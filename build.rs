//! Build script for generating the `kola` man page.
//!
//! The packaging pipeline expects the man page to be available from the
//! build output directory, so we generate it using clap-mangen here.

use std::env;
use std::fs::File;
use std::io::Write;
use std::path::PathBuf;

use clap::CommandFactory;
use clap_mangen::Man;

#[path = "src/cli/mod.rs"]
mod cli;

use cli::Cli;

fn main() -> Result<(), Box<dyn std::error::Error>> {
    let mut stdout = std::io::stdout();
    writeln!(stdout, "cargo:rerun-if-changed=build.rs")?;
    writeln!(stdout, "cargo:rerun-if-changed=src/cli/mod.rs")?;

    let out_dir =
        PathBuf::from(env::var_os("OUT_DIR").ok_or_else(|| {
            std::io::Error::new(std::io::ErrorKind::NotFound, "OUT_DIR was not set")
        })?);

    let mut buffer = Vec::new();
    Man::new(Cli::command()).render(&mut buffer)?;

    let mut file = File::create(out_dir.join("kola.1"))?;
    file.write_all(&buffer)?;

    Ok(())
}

* * *

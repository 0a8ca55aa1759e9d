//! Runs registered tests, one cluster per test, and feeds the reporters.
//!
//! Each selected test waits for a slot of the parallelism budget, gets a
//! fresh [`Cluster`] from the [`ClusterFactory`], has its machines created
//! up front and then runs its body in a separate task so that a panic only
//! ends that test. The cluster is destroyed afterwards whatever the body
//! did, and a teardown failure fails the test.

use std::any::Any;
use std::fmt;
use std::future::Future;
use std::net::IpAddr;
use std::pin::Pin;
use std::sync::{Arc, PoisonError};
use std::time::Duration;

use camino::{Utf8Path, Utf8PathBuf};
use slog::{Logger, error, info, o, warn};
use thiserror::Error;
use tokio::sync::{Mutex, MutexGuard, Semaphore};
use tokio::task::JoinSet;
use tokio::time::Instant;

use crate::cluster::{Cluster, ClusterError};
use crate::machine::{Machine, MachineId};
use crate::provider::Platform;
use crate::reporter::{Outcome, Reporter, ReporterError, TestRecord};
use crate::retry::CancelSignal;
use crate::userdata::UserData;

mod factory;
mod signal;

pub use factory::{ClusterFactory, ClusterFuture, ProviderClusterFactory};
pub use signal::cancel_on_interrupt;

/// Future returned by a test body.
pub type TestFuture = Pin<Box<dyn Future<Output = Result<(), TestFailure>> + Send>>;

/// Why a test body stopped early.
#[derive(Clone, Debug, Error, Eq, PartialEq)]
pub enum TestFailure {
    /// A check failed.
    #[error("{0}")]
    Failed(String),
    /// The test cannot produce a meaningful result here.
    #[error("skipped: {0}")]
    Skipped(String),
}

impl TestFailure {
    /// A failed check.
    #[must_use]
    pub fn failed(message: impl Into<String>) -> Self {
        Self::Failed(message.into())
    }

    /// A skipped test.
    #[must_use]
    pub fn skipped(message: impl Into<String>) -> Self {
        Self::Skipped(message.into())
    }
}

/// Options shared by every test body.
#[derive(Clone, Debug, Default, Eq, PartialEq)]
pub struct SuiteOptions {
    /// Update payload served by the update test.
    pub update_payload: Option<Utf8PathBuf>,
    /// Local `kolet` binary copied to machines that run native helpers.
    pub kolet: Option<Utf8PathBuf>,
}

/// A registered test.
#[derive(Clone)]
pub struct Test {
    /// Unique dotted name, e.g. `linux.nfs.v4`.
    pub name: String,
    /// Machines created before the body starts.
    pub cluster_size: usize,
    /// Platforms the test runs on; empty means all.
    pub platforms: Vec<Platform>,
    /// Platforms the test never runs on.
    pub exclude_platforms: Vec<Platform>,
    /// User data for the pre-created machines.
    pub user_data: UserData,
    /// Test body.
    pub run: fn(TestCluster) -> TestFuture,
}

---

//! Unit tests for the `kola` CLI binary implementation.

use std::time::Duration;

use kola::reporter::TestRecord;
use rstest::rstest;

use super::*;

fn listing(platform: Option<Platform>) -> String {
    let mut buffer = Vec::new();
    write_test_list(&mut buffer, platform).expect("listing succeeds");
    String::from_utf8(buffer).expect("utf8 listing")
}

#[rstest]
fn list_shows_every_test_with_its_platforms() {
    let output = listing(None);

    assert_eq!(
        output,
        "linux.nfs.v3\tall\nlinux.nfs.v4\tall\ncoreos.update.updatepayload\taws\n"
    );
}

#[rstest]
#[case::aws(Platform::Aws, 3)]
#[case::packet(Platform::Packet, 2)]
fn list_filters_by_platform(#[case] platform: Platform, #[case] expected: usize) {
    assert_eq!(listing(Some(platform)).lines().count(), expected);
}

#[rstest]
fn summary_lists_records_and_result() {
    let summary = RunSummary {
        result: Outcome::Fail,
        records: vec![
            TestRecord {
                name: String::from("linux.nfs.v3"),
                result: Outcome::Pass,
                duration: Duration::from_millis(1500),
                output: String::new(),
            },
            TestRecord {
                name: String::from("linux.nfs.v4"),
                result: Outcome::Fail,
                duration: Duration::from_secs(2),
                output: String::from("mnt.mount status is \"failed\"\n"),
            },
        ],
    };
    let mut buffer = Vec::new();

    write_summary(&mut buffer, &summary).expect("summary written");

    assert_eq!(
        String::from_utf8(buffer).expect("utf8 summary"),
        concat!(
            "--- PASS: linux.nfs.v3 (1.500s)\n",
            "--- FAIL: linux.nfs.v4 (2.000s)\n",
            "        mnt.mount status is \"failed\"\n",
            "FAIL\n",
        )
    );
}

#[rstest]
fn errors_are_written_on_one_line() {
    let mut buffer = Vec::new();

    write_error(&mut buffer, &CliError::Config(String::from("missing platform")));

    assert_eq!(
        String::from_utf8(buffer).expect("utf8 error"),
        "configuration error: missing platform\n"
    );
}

## Task details
On how many lines of the listing does the string "missing" occur? Give the number by itself.

## Solution below
2